Building sustainability and resilience at the water-energy-food nexus is recognized as a critical foundation for poverty reduction and economic development. While water, energy and food security are recognized as the foundation for social and economic resilience, it has become increasingly evident that the water, energy and food systems are highly interdependent—social and environmental changes that threaten one of these systems have repercussions through the others, and interventions in one system may have significant unintended consequences for the others.
While the Nexus approach is applicable to a diverse range of issues and processes across multiple scales, participants at the water-energy-food (WEF) nexus workshop in Nigeria identified three themes for which the Nexus approach could be particularly beneficial and that might serve as initial foci for a new WEF-Nexus Network.
- Creating new food value chains.

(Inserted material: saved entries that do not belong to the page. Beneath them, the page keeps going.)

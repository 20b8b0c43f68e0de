//! Loan terms: the immutable input to every calculation, and the loan-product
//! shape the lending backend publishes in its catalog.

use rust_decimal::prelude::ToPrimitive;
use rust_decimal::Decimal;
use rust_decimal_macros::dec;
use serde::{Deserialize, Serialize};

use crate::error::AgriFinError;
use crate::types::{Money, Percent, Rate};
use crate::AgriFinResult;

/// Term used by the backend when a loan request carries none.
pub const DEFAULT_TERM_MONTHS: u32 = 12;

/// Longest term accepted, one hundred years of monthly periods.
pub const MAX_TERM_MONTHS: u32 = 1200;

const MONTHS_PER_YEAR: u32 = 12;
const MONTHS_PER_YEAR_DEC: Decimal = dec!(12);
const PERCENT: Decimal = dec!(100);

/// Unit of a loan's `term_count`.
#[derive(Debug, Clone, Copy, Default, PartialEq, Eq, Hash, Serialize, Deserialize)]
#[serde(rename_all = "SCREAMING_SNAKE_CASE")]
pub enum TermUnit {
    #[default]
    Months,
    Years,
}

/// Principal, rate and term of a loan.
#[derive(Debug, Clone, PartialEq, Serialize, Deserialize)]
pub struct LoanTerms {
    pub principal: Money,
    /// Annual nominal rate in percent (8.5 = 8.5% per year).
    pub annual_interest_rate_percent: Percent,
    pub term_count: u32,
    #[serde(default)]
    pub term_unit: TermUnit,
}

impl LoanTerms {
    pub fn monthly(principal: Money, annual_interest_rate_percent: Percent, months: u32) -> Self {
        LoanTerms {
            principal,
            annual_interest_rate_percent,
            term_count: months,
            term_unit: TermUnit::Months,
        }
    }

    pub fn validate(&self) -> AgriFinResult<()> {
        validate_inputs(
            self.principal,
            self.annual_interest_rate_percent,
            self.term_months()?,
        )
    }

    /// Number of monthly periods. Years are converted at twelve months each.
    pub fn term_months(&self) -> AgriFinResult<u32> {
        match self.term_unit {
            TermUnit::Months => Ok(self.term_count),
            TermUnit::Years => self
                .term_count
                .checked_mul(MONTHS_PER_YEAR)
                .ok_or_else(|| AgriFinError::overflow("term conversion from years")),
        }
    }

    pub fn monthly_rate(&self) -> Rate {
        monthly_rate(self.annual_interest_rate_percent)
    }
}

/// Convert an annual percentage rate to a monthly decimal rate.
pub fn monthly_rate(annual_rate_percent: Percent) -> Rate {
    annual_rate_percent / PERCENT / MONTHS_PER_YEAR_DEC
}

/// Shared input checks for every amortization entry point.
pub fn validate_inputs(
    principal: Money,
    annual_rate_percent: Percent,
    term_months: u32,
) -> AgriFinResult<()> {
    if principal <= Decimal::ZERO {
        return Err(AgriFinError::invalid(
            "principal",
            "Principal must be positive",
        ));
    }
    if annual_rate_percent < Decimal::ZERO {
        return Err(AgriFinError::invalid(
            "annual_interest_rate_percent",
            "Interest rate cannot be negative",
        ));
    }
    if term_months == 0 {
        return Err(AgriFinError::invalid(
            "term",
            "Term must be at least one period",
        ));
    }
    if term_months > MAX_TERM_MONTHS {
        return Err(AgriFinError::invalid(
            "term",
            format!("Term of {term_months} months exceeds the {MAX_TERM_MONTHS}-month maximum"),
        ));
    }
    Ok(())
}

// ---------------------------------------------------------------------------
// Loan product (backend catalog shape)
// ---------------------------------------------------------------------------

/// A loan product as published by the lending backend.
///
/// `term` arrives as a plain JSON number and `interest` may be omitted on
/// older products; both are checked when converting to [`LoanTerms`].
#[derive(Debug, Clone, PartialEq, Serialize, Deserialize)]
pub struct LoanProduct {
    #[serde(default, skip_serializing_if = "Option::is_none")]
    pub id: Option<String>,
    #[serde(default, skip_serializing_if = "Option::is_none")]
    pub name: Option<String>,
    #[serde(default, skip_serializing_if = "Option::is_none")]
    pub description: Option<String>,
    pub amount: Money,
    #[serde(default, skip_serializing_if = "Option::is_none")]
    pub interest: Option<Percent>,
    #[serde(default, skip_serializing_if = "Option::is_none")]
    pub term: Option<Decimal>,
    #[serde(default, alias = "termType")]
    pub term_type: TermUnit,
}

impl LoanProduct {
    /// Convert to validated loan terms.
    ///
    /// Missing interest is treated as an interest-free product and a missing
    /// term falls back to twelve months, matching how loan requests are
    /// booked.
    pub fn to_terms(&self) -> AgriFinResult<LoanTerms> {
        let (term_count, term_unit) = match self.term {
            Some(term) => (whole_term(term)?, self.term_type),
            None => (DEFAULT_TERM_MONTHS, TermUnit::Months),
        };

        let terms = LoanTerms {
            principal: self.amount,
            annual_interest_rate_percent: self.interest.unwrap_or(Decimal::ZERO),
            term_count,
            term_unit,
        };
        terms.validate()?;
        Ok(terms)
    }
}

fn whole_term(term: Decimal) -> AgriFinResult<u32> {
    if !term.fract().is_zero() {
        return Err(AgriFinError::invalid(
            "term",
            format!("Term must be a whole number of periods, got {term}"),
        ));
    }
    if term <= Decimal::ZERO {
        return Err(AgriFinError::invalid(
            "term",
            "Term must be at least one period",
        ));
    }
    term.to_u32()
        .ok_or_else(|| AgriFinError::invalid("term", format!("Term {term} is out of range")))
}

#[cfg(test)]
mod tests {
    use super::*;

    fn product(term: Option<Decimal>, term_type: TermUnit) -> LoanProduct {
        LoanProduct {
            id: Some("prod-1".into()),
            name: Some("Seasonal input loan".into()),
            description: None,
            amount: dec!(10000),
            interest: Some(dec!(8.4)),
            term,
            term_type,
        }
    }

    #[test]
    fn test_monthly_rate() {
        assert_eq!(monthly_rate(dec!(8.4)), dec!(0.007));
        assert_eq!(monthly_rate(dec!(12)), dec!(0.01));
        assert_eq!(monthly_rate(Decimal::ZERO), Decimal::ZERO);
    }

    #[test]
    fn test_years_convert_to_months() {
        let terms = LoanTerms {
            principal: dec!(5000),
            annual_interest_rate_percent: dec!(10),
            term_count: 2,
            term_unit: TermUnit::Years,
        };
        assert_eq!(terms.term_months().unwrap(), 24);
    }

    #[test]
    fn test_months_pass_through() {
        let terms = LoanTerms::monthly(dec!(5000), dec!(10), 18);
        assert_eq!(terms.term_months().unwrap(), 18);
    }

    #[test]
    fn test_validate_rejects_bad_inputs() {
        assert!(LoanTerms::monthly(Decimal::ZERO, dec!(5), 12)
            .validate()
            .is_err());
        assert!(LoanTerms::monthly(dec!(100), dec!(-1), 12)
            .validate()
            .is_err());
        assert!(LoanTerms::monthly(dec!(100), dec!(5), 0)
            .validate()
            .is_err());
        assert!(LoanTerms::monthly(dec!(100), Decimal::ZERO, 1)
            .validate()
            .is_ok());
    }

    #[test]
    fn test_validate_caps_term() {
        assert!(LoanTerms::monthly(dec!(100), Decimal::ZERO, MAX_TERM_MONTHS)
            .validate()
            .is_ok());
        let err = LoanTerms::monthly(dec!(100), Decimal::ZERO, 4_000_000_000)
            .validate()
            .unwrap_err();
        assert!(matches!(err, AgriFinError::InvalidInput { ref field, .. } if field == "term"));

        let years = LoanTerms {
            principal: dec!(100),
            annual_interest_rate_percent: Decimal::ZERO,
            term_count: 101,
            term_unit: TermUnit::Years,
        };
        assert!(years.validate().is_err());
    }

    #[test]
    fn test_product_to_terms() {
        let terms = product(Some(dec!(2)), TermUnit::Years).to_terms().unwrap();
        assert_eq!(terms.term_count, 2);
        assert_eq!(terms.term_unit, TermUnit::Years);
        assert_eq!(terms.term_months().unwrap(), 24);
    }

    #[test]
    fn test_product_defaults() {
        let mut p = product(None, TermUnit::Years);
        p.interest = None;
        let terms = p.to_terms().unwrap();
        assert_eq!(terms.term_count, DEFAULT_TERM_MONTHS);
        assert_eq!(terms.term_unit, TermUnit::Months);
        assert_eq!(terms.annual_interest_rate_percent, Decimal::ZERO);
    }

    #[test]
    fn test_product_rejects_fractional_term() {
        let err = product(Some(dec!(6.5)), TermUnit::Months)
            .to_terms()
            .unwrap_err();
        assert!(matches!(err, AgriFinError::InvalidInput { ref field, .. } if field == "term"));
    }

    #[test]
    fn test_product_accepts_integral_decimal_term() {
        let terms = product(Some(dec!(12.0)), TermUnit::Months)
            .to_terms()
            .unwrap();
        assert_eq!(terms.term_count, 12);
    }

    #[test]
    fn test_product_deserializes_backend_shape() {
        let json = r#"{
            "id": "p-7",
            "name": "Dairy expansion",
            "amount": "25000",
            "interest": "9.5",
            "term": "3",
            "termType": "YEARS"
        }"#;
        let p: LoanProduct = serde_json::from_str(json).unwrap();
        assert_eq!(p.term_type, TermUnit::Years);
        assert_eq!(p.to_terms().unwrap().term_months().unwrap(), 36);
    }
}
//! Borrower loan analytics: the dashboard figures over all of a borrower's
//! loans (amounts borrowed and repaid, interest paid, upcoming payment,
//! per-loan breakdown, recent payment activity and status distribution).

use chrono::NaiveDate;
use rust_decimal::Decimal;
use rust_decimal_macros::dec;
use serde::{Deserialize, Serialize};
use std::cmp::Reverse;
use std::time::Instant;
use tracing::debug;

use crate::error::AgriFinError;
use crate::money::checked_total;
use crate::repayment::tracking::{loan_warnings, summarize_loan};
use crate::repayment::{LoanRecord, LoanStatus, NextPayment, PaymentStatus};
use crate::types::{with_metadata, ComputationOutput, Money, Percent};
use crate::AgriFinResult;

/// Number of payments shown in the recent-activity list by default.
pub const DEFAULT_HISTORY_LIMIT: usize = 10;

fn default_history_limit() -> usize {
    DEFAULT_HISTORY_LIMIT
}

// ---------------------------------------------------------------------------
// Input / output types
// ---------------------------------------------------------------------------

#[derive(Debug, Clone, Serialize, Deserialize)]
pub struct AnalyticsInput {
    pub loans: Vec<LoanRecord>,
    pub as_of: NaiveDate,
    #[serde(default = "default_history_limit")]
    pub history_limit: usize,
}

#[derive(Debug, Clone, PartialEq, Serialize, Deserialize)]
pub struct LoanBreakdown {
    pub loan_id: String,
    pub amount: Money,
    pub scheduled_interest: Money,
    pub status: LoanStatus,
    pub repaid_amount: Money,
    pub remaining_amount: Money,
}

#[derive(Debug, Clone, PartialEq, Serialize, Deserialize)]
pub struct PaymentHistoryEntry {
    pub payment_id: String,
    pub loan_id: String,
    pub amount: Money,
    pub due_date: NaiveDate,
    #[serde(skip_serializing_if = "Option::is_none")]
    pub paid_date: Option<NaiveDate>,
    pub status: PaymentStatus,
}

#[derive(Debug, Clone, PartialEq, Serialize, Deserialize)]
pub struct StatusDistribution {
    pub status: LoanStatus,
    pub count: u32,
    pub amount: Money,
}

#[derive(Debug, Clone, Serialize, Deserialize)]
pub struct LoanAnalytics {
    pub total_loans: u32,
    pub active_loans: u32,
    pub total_amount_borrowed: Money,
    pub total_amount_repaid: Money,
    pub total_interest_paid: Money,
    pub outstanding_balance: Money,
    pub repayment_progress_percent: Percent,
    pub average_loan_amount: Money,
    pub overdue_payments: u32,
    pub next_payment: Option<NextPayment>,
    pub loan_breakdown: Vec<LoanBreakdown>,
    pub payment_history: Vec<PaymentHistoryEntry>,
    pub status_distribution: Vec<StatusDistribution>,
}

// ---------------------------------------------------------------------------
// Public API
// ---------------------------------------------------------------------------

/// Compute the borrower dashboard over a set of loans.
pub fn borrower_analytics(
    input: &AnalyticsInput,
) -> AgriFinResult<ComputationOutput<LoanAnalytics>> {
    let start = Instant::now();
    let mut warnings: Vec<String> = Vec::new();

    let mut total_amount_borrowed = Decimal::ZERO;
    let mut total_amount_repaid = Decimal::ZERO;
    let mut total_interest_paid = Decimal::ZERO;
    let mut overdue_payments = 0u32;
    let mut loan_breakdown = Vec::with_capacity(input.loans.len());

    for loan in &input.loans {
        let summary = summarize_loan(loan, input.as_of)?;
        warnings.extend(loan_warnings(loan, &summary));

        total_amount_borrowed = add(total_amount_borrowed, summary.principal, "amount borrowed")?;
        total_amount_repaid = add(total_amount_repaid, summary.repaid_amount, "amount repaid")?;
        total_interest_paid = add(total_interest_paid, summary.interest_paid, "interest paid")?;
        overdue_payments += summary.overdue_count;

        loan_breakdown.push(LoanBreakdown {
            loan_id: summary.loan_id,
            amount: summary.principal,
            scheduled_interest: summary.scheduled_interest,
            status: summary.status,
            repaid_amount: summary.repaid_amount,
            remaining_amount: summary.remaining_amount,
        });
    }

    let total_loans = input.loans.len() as u32;
    let active_loans = count_with_status(&input.loans, LoanStatus::Approved);

    let repayment_progress_percent = if total_amount_borrowed.is_zero() {
        Decimal::ZERO
    } else {
        total_amount_repaid
            .checked_div(total_amount_borrowed)
            .and_then(|share| share.checked_mul(dec!(100)))
            .ok_or_else(|| AgriFinError::overflow("portfolio repayment progress"))?
    };
    let average_loan_amount = if total_loans == 0 {
        Decimal::ZERO
    } else {
        total_amount_borrowed / Decimal::from(total_loans)
    };

    let next_payment = input
        .loans
        .iter()
        .filter_map(|l| l.next_payment())
        .min_by_key(|p| p.due_date);

    if input.loans.is_empty() {
        warnings.push("No loans supplied; all figures are zero".into());
    }

    debug!(total_loans, active_loans, %total_amount_borrowed, %total_amount_repaid, "computed borrower analytics");

    let analytics = LoanAnalytics {
        total_loans,
        active_loans,
        total_amount_borrowed,
        total_amount_repaid,
        total_interest_paid,
        outstanding_balance: total_amount_borrowed - total_amount_repaid,
        repayment_progress_percent,
        average_loan_amount,
        overdue_payments,
        next_payment,
        loan_breakdown,
        payment_history: payment_history(&input.loans, input.as_of, input.history_limit),
        status_distribution: status_distribution(&input.loans)?,
    };

    let elapsed = start.elapsed().as_micros() as u64;
    Ok(with_metadata(
        "Borrower loan analytics",
        &serde_json::json!({
            "loans": input.loans.len(),
            "as_of": input.as_of,
            "history_limit": input.history_limit,
        }),
        warnings,
        elapsed,
        analytics,
    ))
}

/// Most recent payment activity, newest first, at most `limit` entries.
pub fn payment_history(
    loans: &[LoanRecord],
    as_of: NaiveDate,
    limit: usize,
) -> Vec<PaymentHistoryEntry> {
    let mut entries: Vec<(NaiveDate, PaymentHistoryEntry)> = loans
        .iter()
        .flat_map(|loan| {
            loan.payments.iter().map(move |p| {
                (
                    p.activity_date(),
                    PaymentHistoryEntry {
                        payment_id: p.id.clone(),
                        loan_id: loan.id.clone(),
                        amount: p.amount,
                        due_date: p.due_date,
                        paid_date: p.paid_date,
                        status: p.effective_status(as_of),
                    },
                )
            })
        })
        .collect();

    entries.sort_by_key(|(date, _)| Reverse(*date));
    entries.into_iter().take(limit).map(|(_, e)| e).collect()
}

/// Loan count and principal per status, in [`LoanStatus::ALL`] order.
pub fn status_distribution(loans: &[LoanRecord]) -> AgriFinResult<Vec<StatusDistribution>> {
    LoanStatus::ALL
        .iter()
        .map(|&status| {
            let matching = loans.iter().filter(|l| l.status == status);
            Ok(StatusDistribution {
                status,
                count: matching.clone().count() as u32,
                amount: checked_total(matching.map(|l| l.principal()), "status distribution")?,
            })
        })
        .collect()
}

fn add(total: Money, amount: Money, context: &str) -> AgriFinResult<Money> {
    total
        .checked_add(amount)
        .ok_or_else(|| AgriFinError::overflow(format!("portfolio {context}")))
}

fn count_with_status(loans: &[LoanRecord], status: LoanStatus) -> u32 {
    loans.iter().filter(|l| l.status == status).count() as u32
}
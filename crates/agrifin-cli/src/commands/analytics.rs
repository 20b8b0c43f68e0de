use chrono::NaiveDate;
use clap::Args;
use serde_json::Value;

use agrifin_core::analytics::{self, AnalyticsInput};

use super::repayment::today;
use crate::input;

/// Arguments for the borrower dashboard
#[derive(Args)]
pub struct AnalyticsArgs {
    /// Path to JSON/YAML input: a list of loans, or `{ loans, as_of, history_limit }`
    #[arg(long)]
    pub input: Option<String>,

    /// Date to judge due dates against (YYYY-MM-DD); defaults to today
    #[arg(long)]
    pub as_of: Option<NaiveDate>,

    /// Number of recent payments to list
    #[arg(long)]
    pub history_limit: Option<usize>,
}

pub fn run_analytics(args: AnalyticsArgs) -> Result<Value, Box<dyn std::error::Error>> {
    let data = input::require::<Value>(args.input.as_deref(), "analytics")?;

    let mut doc = match data {
        Value::Array(loans) => {
            let mut map = serde_json::Map::new();
            map.insert("loans".into(), Value::Array(loans));
            map
        }
        Value::Object(map) => map,
        _ => return Err("analytics input must be a list of loans or an object".into()),
    };
    if let Some(date) = args.as_of {
        doc.insert("as_of".into(), serde_json::to_value(date)?);
    } else if !doc.contains_key("as_of") {
        doc.insert("as_of".into(), serde_json::to_value(today())?);
    }
    if let Some(limit) = args.history_limit {
        doc.insert("history_limit".into(), Value::from(limit));
    }

    let analytics_input: AnalyticsInput = serde_json::from_value(Value::Object(doc))?;
    let result = analytics::borrower_analytics(&analytics_input)?;
    Ok(serde_json::to_value(result)?)
}
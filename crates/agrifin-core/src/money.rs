//! Currency precision helpers.
//!
//! Money is carried as `Decimal` everywhere. Rounding to cents happens only
//! where an amount is billed or displayed; `MinorUnits` is the integer-cents
//! form used by schedules that must balance to the cent.

use std::fmt;

use rust_decimal::prelude::ToPrimitive;
use rust_decimal::{Decimal, RoundingStrategy};
use rust_decimal_macros::dec;
use serde::{Deserialize, Serialize};

use crate::error::AgriFinError;
use crate::types::{Money, Percent};
use crate::AgriFinResult;

/// Decimal places of the minor currency unit.
pub const CURRENCY_DP: u32 = 2;

const CENTS_PER_UNIT: Decimal = dec!(100);

/// Round to currency precision, midpoint away from zero.
pub fn round_to_cents(amount: Money) -> Money {
    amount.round_dp_with_strategy(CURRENCY_DP, RoundingStrategy::MidpointAwayFromZero)
}

/// True when `amount` has no fraction below one cent.
pub fn is_whole_cents(amount: Money) -> bool {
    round_to_cents(amount) == amount
}

/// An amount held as an integer count of minor currency units (cents).
#[derive(
    Debug, Clone, Copy, Default, PartialEq, Eq, PartialOrd, Ord, Hash, Serialize, Deserialize,
)]
#[serde(transparent)]
pub struct MinorUnits(i64);

impl MinorUnits {
    pub const ZERO: MinorUnits = MinorUnits(0);

    pub fn new(cents: i64) -> Self {
        MinorUnits(cents)
    }

    pub fn cents(self) -> i64 {
        self.0
    }

    /// Convert a decimal amount, rounding to the nearest cent.
    pub fn from_money(amount: Money) -> AgriFinResult<Self> {
        round_to_cents(amount)
            .checked_mul(CENTS_PER_UNIT)
            .and_then(|scaled| scaled.to_i64())
            .map(MinorUnits)
            .ok_or_else(|| AgriFinError::overflow(format!("minor-unit conversion of {amount}")))
    }

    pub fn to_money(self) -> Money {
        Decimal::new(self.0, CURRENCY_DP)
    }

    pub fn checked_add(self, other: MinorUnits) -> AgriFinResult<Self> {
        self.0
            .checked_add(other.0)
            .map(MinorUnits)
            .ok_or_else(|| AgriFinError::overflow("minor-unit addition"))
    }

    pub fn checked_sub(self, other: MinorUnits) -> AgriFinResult<Self> {
        self.0
            .checked_sub(other.0)
            .map(MinorUnits)
            .ok_or_else(|| AgriFinError::overflow("minor-unit subtraction"))
    }

    pub fn is_zero(self) -> bool {
        self.0 == 0
    }
}

impl fmt::Display for MinorUnits {
    fn fmt(&self, f: &mut fmt::Formatter<'_>) -> fmt::Result {
        write!(f, "{}", self.to_money())
    }
}

// ---------------------------------------------------------------------------
// Display formatting
// ---------------------------------------------------------------------------

/// Format an amount as currency with thousands separators, e.g. `$1,289.70`.
pub fn format_currency(amount: Money, symbol: &str) -> String {
    let rounded = round_to_cents(amount);
    let sign = if rounded.is_sign_negative() && !rounded.is_zero() {
        "-"
    } else {
        ""
    };
    let fixed = format!("{:.2}", rounded.abs());
    let (whole, frac) = fixed.split_once('.').unwrap_or((fixed.as_str(), "00"));
    format!("{sign}{symbol}{}.{frac}", group_thousands(whole))
}

/// Format a percentage with a trailing `%`, e.g. `8.4%`.
pub fn format_percent(value: Percent) -> String {
    format!("{}%", value.round_dp(CURRENCY_DP).normalize())
}

/// Sum amounts, failing with `Overflow` instead of panicking past `Decimal` range.
pub fn checked_total<I>(amounts: I, context: &str) -> AgriFinResult<Money>
where
    I: IntoIterator<Item = Money>,
{
    amounts.into_iter().try_fold(Decimal::ZERO, |acc, amount| {
        acc.checked_add(amount)
            .ok_or_else(|| AgriFinError::overflow(context))
    })
}

fn group_thousands(digits: &str) -> String {
    let mut out = String::with_capacity(digits.len() + digits.len() / 3);
    for (i, ch) in digits.chars().enumerate() {
        if i > 0 && (digits.len() - i) % 3 == 0 {
            out.push(',');
        }
        out.push(ch);
    }
    out
}

#[cfg(test)]
mod tests {
    use super::*;

    #[test]
    fn test_round_to_cents_midpoint() {
        assert_eq!(round_to_cents(dec!(1289.695)), dec!(1289.70));
        assert_eq!(round_to_cents(dec!(-0.005)), dec!(-0.01));
        assert_eq!(round_to_cents(dec!(1289.6954253654)), dec!(1289.70));
    }

    #[test]
    fn test_minor_units_round_trip() {
        let cents = MinorUnits::from_money(dec!(8780.30)).unwrap();
        assert_eq!(cents.cents(), 878_030);
        assert_eq!(cents.to_money(), dec!(8780.30));
    }

    #[test]
    fn test_minor_units_rounds_sub_cent() {
        let cents = MinorUnits::from_money(dec!(70.004)).unwrap();
        assert_eq!(cents, MinorUnits::new(7000));
    }

    #[test]
    fn test_minor_units_overflow() {
        let result = MinorUnits::from_money(Decimal::MAX);
        assert!(matches!(result, Err(AgriFinError::Overflow { .. })));
    }

    #[test]
    fn test_minor_units_checked_sub() {
        let a = MinorUnits::new(128_970);
        let b = MinorUnits::new(7_000);
        assert_eq!(a.checked_sub(b).unwrap(), MinorUnits::new(121_970));
        assert!(MinorUnits::new(i64::MIN).checked_sub(b).is_err());
    }

    #[test]
    fn test_checked_total() {
        assert_eq!(
            checked_total([dec!(1289.70), dec!(1289.66)], "payments").unwrap(),
            dec!(2579.36)
        );
        let err = checked_total([Decimal::MAX, dec!(1)], "payments").unwrap_err();
        assert!(matches!(err, AgriFinError::Overflow { .. }));
    }

    #[test]
    fn test_is_whole_cents() {
        assert!(is_whole_cents(dec!(100.25)));
        assert!(!is_whole_cents(dec!(100.255)));
    }

    #[test]
    fn test_format_currency() {
        assert_eq!(format_currency(dec!(1289.6954), "$"), "$1,289.70");
        assert_eq!(format_currency(dec!(1234567.891), "$"), "$1,234,567.89");
        assert_eq!(format_currency(dec!(999), "KES "), "KES 999.00");
        assert_eq!(format_currency(dec!(-2500.5), "$"), "-$2,500.50");
        assert_eq!(format_currency(dec!(-0.001), "$"), "$0.00");
    }

    #[test]
    fn test_format_percent() {
        assert_eq!(format_percent(dec!(8.4)), "8.4%");
        assert_eq!(format_percent(dec!(12.00)), "12%");
        assert_eq!(format_percent(dec!(33.3333)), "33.33%");
    }
}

New opportunities for intensified agriculture, food storage, reducing post-harvest food losses, food product development and processing across value chains for food and nutrition security, and optimizing water-energy-food utility—as seen through multiple lenses of environment, social and institutional realities.
- Local, household and community level integrated energy, water and food generation. Solar and other energy technologies, water management/recycling, that enhance food security at the community/household level —which then improves health outcomes and allows households to take advantage of additional livelihood opportunities, which leads to poverty reduction, etc.
- Environmental protection and reclamation. Using a WEFS approach to optimize benefits of resource extraction, such as mining reclamation, mitigating adverse effects of crude oil exploration, and forest and ecosystem restoration.